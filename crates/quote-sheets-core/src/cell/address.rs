//! Cell address and range types

use crate::error::{Error, Result};
use crate::{MAX_COLS, MAX_ROWS};
use std::fmt;
use std::str::FromStr;

/// A cell address (e.g., "A1", "$B$2")
///
/// Rows and columns are 0-based internally and rendered 1-based / lettered
/// in A1 notation. The optional `$` prefix makes a reference absolute, which
/// matters for the conditional formatting formulas we emit.
#[derive(Debug, Clone, Copy, PartialEq, Eq, Hash, PartialOrd, Ord)]
pub struct CellAddress {
    /// Row index (0-based internally, 1-based in display)
    pub row: u32,
    /// Column index (0-based, A=0, B=1, ..., XFD=16383)
    pub col: u16,
    /// Whether the row reference is absolute ($)
    pub row_absolute: bool,
    /// Whether the column reference is absolute ($)
    pub col_absolute: bool,
}

impl CellAddress {
    /// Create a new cell address with relative references
    pub fn new(row: u32, col: u16) -> Self {
        Self {
            row,
            col,
            row_absolute: false,
            col_absolute: false,
        }
    }

    /// Pin the column (`$D2`) so a formula copied across columns keeps it
    pub fn with_absolute_column(mut self) -> Self {
        self.col_absolute = true;
        self
    }

    /// Parse a cell address from A1-style notation
    ///
    /// # Examples
    /// ```
    /// use quote_sheets_core::CellAddress;
    ///
    /// let addr = CellAddress::parse("D4").unwrap();
    /// assert_eq!(addr.row, 3);
    /// assert_eq!(addr.col, 3);
    ///
    /// let addr = CellAddress::parse("$E$2").unwrap();
    /// assert!(addr.row_absolute && addr.col_absolute);
    /// ```
    pub fn parse(s: &str) -> Result<Self> {
        let s = s.trim();
        if s.is_empty() {
            return Err(Error::InvalidAddress("empty address".into()));
        }

        let bytes = s.as_bytes();
        let mut pos = 0;

        let col_absolute = if bytes.get(pos) == Some(&b'$') {
            pos += 1;
            true
        } else {
            false
        };

        let col_start = pos;
        while pos < bytes.len() && bytes[pos].is_ascii_alphabetic() {
            pos += 1;
        }

        if pos == col_start {
            return Err(Error::InvalidAddress(format!(
                "no column letters in '{}'",
                s
            )));
        }

        let col = Self::letters_to_column(&s[col_start..pos])?;

        let row_absolute = if bytes.get(pos) == Some(&b'$') {
            pos += 1;
            true
        } else {
            false
        };

        let row_str = &s[pos..];
        if row_str.is_empty() {
            return Err(Error::InvalidAddress(format!("no row number in '{}'", s)));
        }

        let row: u32 = row_str
            .parse()
            .map_err(|_| Error::InvalidAddress(format!("invalid row number in '{}'", s)))?;

        if row == 0 {
            return Err(Error::InvalidAddress(format!(
                "row number must be >= 1 in '{}'",
                s
            )));
        }

        let row = row - 1;
        if row >= MAX_ROWS {
            return Err(Error::RowOutOfBounds(row, MAX_ROWS - 1));
        }

        Ok(Self {
            row,
            col,
            row_absolute,
            col_absolute,
        })
    }

    /// Convert column index to letters (0 = A, 25 = Z, 26 = AA, etc.)
    pub fn column_to_letters(col: u16) -> String {
        let mut result = String::new();
        let mut n = col as u32 + 1;

        while n > 0 {
            n -= 1;
            let c = ((n % 26) as u8 + b'A') as char;
            result.insert(0, c);
            n /= 26;
        }

        result
    }

    /// Convert column letters to index (A = 0, Z = 25, AA = 26, etc.)
    pub fn letters_to_column(letters: &str) -> Result<u16> {
        if letters.is_empty() {
            return Err(Error::InvalidAddress("empty column letters".into()));
        }

        let mut col: u32 = 0;
        for c in letters.chars() {
            if !c.is_ascii_alphabetic() {
                return Err(Error::InvalidAddress(format!(
                    "invalid column letter '{}'",
                    c
                )));
            }
            col = col
                .saturating_mul(26)
                .saturating_add(c.to_ascii_uppercase() as u32 - 'A' as u32 + 1);
        }

        let col = col - 1;
        if col >= MAX_COLS as u32 {
            return Err(Error::ColumnOutOfBounds(col, MAX_COLS - 1));
        }

        Ok(col as u16)
    }

    /// Format as A1-style string
    pub fn to_a1_string(&self) -> String {
        let mut result = String::new();

        if self.col_absolute {
            result.push('$');
        }
        result.push_str(&Self::column_to_letters(self.col));

        if self.row_absolute {
            result.push('$');
        }
        result.push_str(&(self.row + 1).to_string());

        result
    }
}

impl fmt::Display for CellAddress {
    fn fmt(&self, f: &mut fmt::Formatter<'_>) -> fmt::Result {
        write!(f, "{}", self.to_a1_string())
    }
}

impl FromStr for CellAddress {
    type Err = Error;

    fn from_str(s: &str) -> Result<Self> {
        Self::parse(s)
    }
}

/// A rectangular range of cells (e.g., "A1:B10")
#[derive(Debug, Clone, Copy, PartialEq, Eq, Hash)]
pub struct CellRange {
    /// Start address (top-left)
    pub start: CellAddress,
    /// End address (bottom-right)
    pub end: CellAddress,
}

impl CellRange {
    /// Create a new cell range, normalized so `start` is the top-left corner
    pub fn new(start: CellAddress, end: CellAddress) -> Self {
        let (start_row, end_row) = (start.row.min(end.row), start.row.max(end.row));
        let (start_col, end_col) = (start.col.min(end.col), start.col.max(end.col));

        Self {
            start: CellAddress::new(start_row, start_col),
            end: CellAddress::new(end_row, end_col),
        }
    }

    /// Create a range from row/column indices
    pub fn from_indices(start_row: u32, start_col: u16, end_row: u32, end_col: u16) -> Self {
        Self::new(
            CellAddress::new(start_row, start_col),
            CellAddress::new(end_row, end_col),
        )
    }

    /// Create a single-cell range
    pub fn single(addr: CellAddress) -> Self {
        Self {
            start: addr,
            end: addr,
        }
    }

    /// Parse a range from A1:B10 notation
    pub fn parse(s: &str) -> Result<Self> {
        let s = s.trim();

        if let Some((start, end)) = s.split_once(':') {
            Ok(Self::new(CellAddress::parse(start)?, CellAddress::parse(end)?))
        } else {
            Ok(Self::single(CellAddress::parse(s)?))
        }
    }

    /// Check if a cell is within this range
    pub fn contains(&self, row: u32, col: u16) -> bool {
        row >= self.start.row && row <= self.end.row && col >= self.start.col && col <= self.end.col
    }

    /// Get the number of rows in the range
    pub fn row_count(&self) -> u32 {
        self.end.row - self.start.row + 1
    }

    /// Get the number of columns in the range
    pub fn col_count(&self) -> u16 {
        self.end.col - self.start.col + 1
    }

    /// Get the total number of cells in the range
    pub fn cell_count(&self) -> u64 {
        self.row_count() as u64 * self.col_count() as u64
    }

    /// Check if this range overlaps with another
    pub fn overlaps(&self, other: &CellRange) -> bool {
        self.start.row <= other.end.row
            && self.end.row >= other.start.row
            && self.start.col <= other.end.col
            && self.end.col >= other.start.col
    }

    /// Iterate over all cell addresses in the range (row by row)
    pub fn cells(&self) -> CellRangeIterator {
        CellRangeIterator {
            range: *self,
            current_row: self.start.row,
            current_col: self.start.col,
            remaining: self.cell_count(),
        }
    }

    /// Format as A1:B10 string
    pub fn to_a1_string(&self) -> String {
        if self.start == self.end {
            self.start.to_a1_string()
        } else {
            format!("{}:{}", self.start.to_a1_string(), self.end.to_a1_string())
        }
    }
}

impl fmt::Display for CellRange {
    fn fmt(&self, f: &mut fmt::Formatter<'_>) -> fmt::Result {
        write!(f, "{}", self.to_a1_string())
    }
}

impl FromStr for CellRange {
    type Err = Error;

    fn from_str(s: &str) -> Result<Self> {
        Self::parse(s)
    }
}

/// Iterator over cells in a range
pub struct CellRangeIterator {
    range: CellRange,
    current_row: u32,
    current_col: u16,
    remaining: u64,
}

impl Iterator for CellRangeIterator {
    type Item = CellAddress;

    fn next(&mut self) -> Option<Self::Item> {
        if self.remaining == 0 {
            return None;
        }

        let addr = CellAddress::new(self.current_row, self.current_col);
        self.remaining -= 1;

        if self.current_col == self.range.end.col {
            self.current_col = self.range.start.col;
            self.current_row += 1;
        } else {
            self.current_col += 1;
        }

        Some(addr)
    }

    fn size_hint(&self) -> (usize, Option<usize>) {
        let remaining = self.remaining as usize;
        (remaining, Some(remaining))
    }
}

impl ExactSizeIterator for CellRangeIterator {}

+---+

EXERCISE OBJECTIVE =>
Wherever the word "based" occurs in the data, copy that whole line.

TASK RESPONSE =>
/// Rows and columns are 0-based internally and rendered 1-based / lettered
    /// Row index (0-based internally, 1-based in display)
    /// Column index (0-based, A=0, B=1, ..., XFD=16383)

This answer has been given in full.